* [Saved entries]
________

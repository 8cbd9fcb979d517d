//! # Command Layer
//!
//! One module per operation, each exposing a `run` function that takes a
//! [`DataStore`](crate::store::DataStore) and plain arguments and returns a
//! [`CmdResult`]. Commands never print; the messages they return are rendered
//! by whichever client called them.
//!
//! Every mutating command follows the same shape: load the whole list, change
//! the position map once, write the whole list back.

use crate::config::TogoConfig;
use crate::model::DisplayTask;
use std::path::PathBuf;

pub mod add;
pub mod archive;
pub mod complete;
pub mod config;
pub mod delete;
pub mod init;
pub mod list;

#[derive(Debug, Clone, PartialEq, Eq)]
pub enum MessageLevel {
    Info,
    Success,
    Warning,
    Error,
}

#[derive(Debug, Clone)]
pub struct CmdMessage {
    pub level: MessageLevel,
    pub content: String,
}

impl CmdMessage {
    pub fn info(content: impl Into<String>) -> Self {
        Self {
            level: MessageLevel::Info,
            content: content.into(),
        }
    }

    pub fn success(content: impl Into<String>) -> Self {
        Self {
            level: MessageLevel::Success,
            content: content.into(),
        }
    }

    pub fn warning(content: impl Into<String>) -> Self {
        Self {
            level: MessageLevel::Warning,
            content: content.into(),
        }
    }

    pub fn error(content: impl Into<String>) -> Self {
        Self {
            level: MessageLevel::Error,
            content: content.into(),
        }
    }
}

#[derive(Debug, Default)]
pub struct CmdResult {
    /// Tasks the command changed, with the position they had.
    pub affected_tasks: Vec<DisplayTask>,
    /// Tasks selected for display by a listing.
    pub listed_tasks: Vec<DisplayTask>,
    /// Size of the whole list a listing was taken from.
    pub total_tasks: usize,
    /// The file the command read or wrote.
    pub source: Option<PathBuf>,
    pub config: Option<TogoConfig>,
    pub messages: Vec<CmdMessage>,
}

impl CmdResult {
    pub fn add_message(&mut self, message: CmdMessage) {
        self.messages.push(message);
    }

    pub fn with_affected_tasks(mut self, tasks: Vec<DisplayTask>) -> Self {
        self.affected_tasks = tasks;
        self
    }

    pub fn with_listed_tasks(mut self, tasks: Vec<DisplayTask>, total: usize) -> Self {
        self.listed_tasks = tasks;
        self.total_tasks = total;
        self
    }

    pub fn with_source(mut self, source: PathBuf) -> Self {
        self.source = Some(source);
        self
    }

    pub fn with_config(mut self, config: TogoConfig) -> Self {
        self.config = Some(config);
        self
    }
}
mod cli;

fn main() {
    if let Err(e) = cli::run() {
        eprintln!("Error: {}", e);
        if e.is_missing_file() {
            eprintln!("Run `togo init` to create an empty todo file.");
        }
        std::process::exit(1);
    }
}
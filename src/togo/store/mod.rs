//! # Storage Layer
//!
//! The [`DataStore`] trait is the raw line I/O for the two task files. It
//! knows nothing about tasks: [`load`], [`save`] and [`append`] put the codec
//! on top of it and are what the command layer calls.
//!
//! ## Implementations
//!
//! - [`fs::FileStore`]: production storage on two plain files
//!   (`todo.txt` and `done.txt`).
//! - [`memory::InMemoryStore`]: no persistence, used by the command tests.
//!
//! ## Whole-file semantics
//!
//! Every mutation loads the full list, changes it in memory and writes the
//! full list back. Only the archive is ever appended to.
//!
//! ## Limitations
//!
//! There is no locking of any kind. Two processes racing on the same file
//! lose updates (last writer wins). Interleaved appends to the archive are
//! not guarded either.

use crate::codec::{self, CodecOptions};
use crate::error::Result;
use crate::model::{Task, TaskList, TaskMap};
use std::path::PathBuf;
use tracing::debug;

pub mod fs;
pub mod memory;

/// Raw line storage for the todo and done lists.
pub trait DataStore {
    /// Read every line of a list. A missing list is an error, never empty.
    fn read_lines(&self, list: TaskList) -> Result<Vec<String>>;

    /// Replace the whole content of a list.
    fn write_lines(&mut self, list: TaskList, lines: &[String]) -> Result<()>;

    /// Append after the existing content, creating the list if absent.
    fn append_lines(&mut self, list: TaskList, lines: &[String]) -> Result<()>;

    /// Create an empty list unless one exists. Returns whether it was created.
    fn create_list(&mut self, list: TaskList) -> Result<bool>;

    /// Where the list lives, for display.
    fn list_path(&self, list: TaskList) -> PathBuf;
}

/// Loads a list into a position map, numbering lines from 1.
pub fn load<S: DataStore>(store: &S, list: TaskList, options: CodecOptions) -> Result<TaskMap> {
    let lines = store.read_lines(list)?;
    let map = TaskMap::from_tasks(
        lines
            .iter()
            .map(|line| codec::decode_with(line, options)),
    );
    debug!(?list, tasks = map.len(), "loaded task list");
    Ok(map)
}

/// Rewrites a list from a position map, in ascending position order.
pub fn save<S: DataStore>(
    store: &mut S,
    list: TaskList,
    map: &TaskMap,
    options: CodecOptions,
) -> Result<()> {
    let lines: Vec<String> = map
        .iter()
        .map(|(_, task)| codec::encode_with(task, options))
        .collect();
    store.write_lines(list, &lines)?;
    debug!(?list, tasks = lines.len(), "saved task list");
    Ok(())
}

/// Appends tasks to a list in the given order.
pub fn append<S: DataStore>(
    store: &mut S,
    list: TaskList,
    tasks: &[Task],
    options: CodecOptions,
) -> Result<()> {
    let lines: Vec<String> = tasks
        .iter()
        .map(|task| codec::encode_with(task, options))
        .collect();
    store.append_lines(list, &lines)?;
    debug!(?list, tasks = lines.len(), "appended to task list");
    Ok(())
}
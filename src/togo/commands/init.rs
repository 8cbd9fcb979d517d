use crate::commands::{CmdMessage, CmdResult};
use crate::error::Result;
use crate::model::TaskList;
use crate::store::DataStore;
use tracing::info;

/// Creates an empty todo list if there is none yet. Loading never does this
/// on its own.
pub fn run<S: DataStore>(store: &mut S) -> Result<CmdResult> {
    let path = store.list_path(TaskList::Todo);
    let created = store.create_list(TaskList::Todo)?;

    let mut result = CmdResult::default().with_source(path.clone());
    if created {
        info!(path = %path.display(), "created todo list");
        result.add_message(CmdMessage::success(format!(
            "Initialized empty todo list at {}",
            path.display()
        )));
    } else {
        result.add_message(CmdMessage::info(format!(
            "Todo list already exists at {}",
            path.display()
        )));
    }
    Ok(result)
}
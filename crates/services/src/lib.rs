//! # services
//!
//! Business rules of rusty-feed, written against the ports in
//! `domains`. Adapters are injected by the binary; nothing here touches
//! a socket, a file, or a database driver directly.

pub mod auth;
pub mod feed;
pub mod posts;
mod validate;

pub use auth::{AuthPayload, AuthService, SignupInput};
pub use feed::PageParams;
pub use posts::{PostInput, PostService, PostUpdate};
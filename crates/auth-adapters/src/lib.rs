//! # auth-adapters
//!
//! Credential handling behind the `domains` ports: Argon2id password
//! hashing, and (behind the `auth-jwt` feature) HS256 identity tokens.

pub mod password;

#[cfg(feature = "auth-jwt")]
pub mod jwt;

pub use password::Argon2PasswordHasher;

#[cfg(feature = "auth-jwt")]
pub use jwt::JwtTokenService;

________

* [EXERCISE DETAILS] Exactly the lines running from the top of the records to the line that contains "whole list back.", inclusive, must be set down, and nothing more.

* [YOUR SOLUTION]
repository 8cbd9fcb979d517d
//! # Command Layer
//!
//! One module per operation, each exposing a `run` function that takes a
//! [`DataStore`](crate::store::DataStore) and plain arguments and returns a
//! [`CmdResult`]. Commands never print; the messages they return are rendered
//! by whichever client called them.
//!
//! Every mutating command follows the same shape: load the whole list, change
//! the position map once, write the whole list back.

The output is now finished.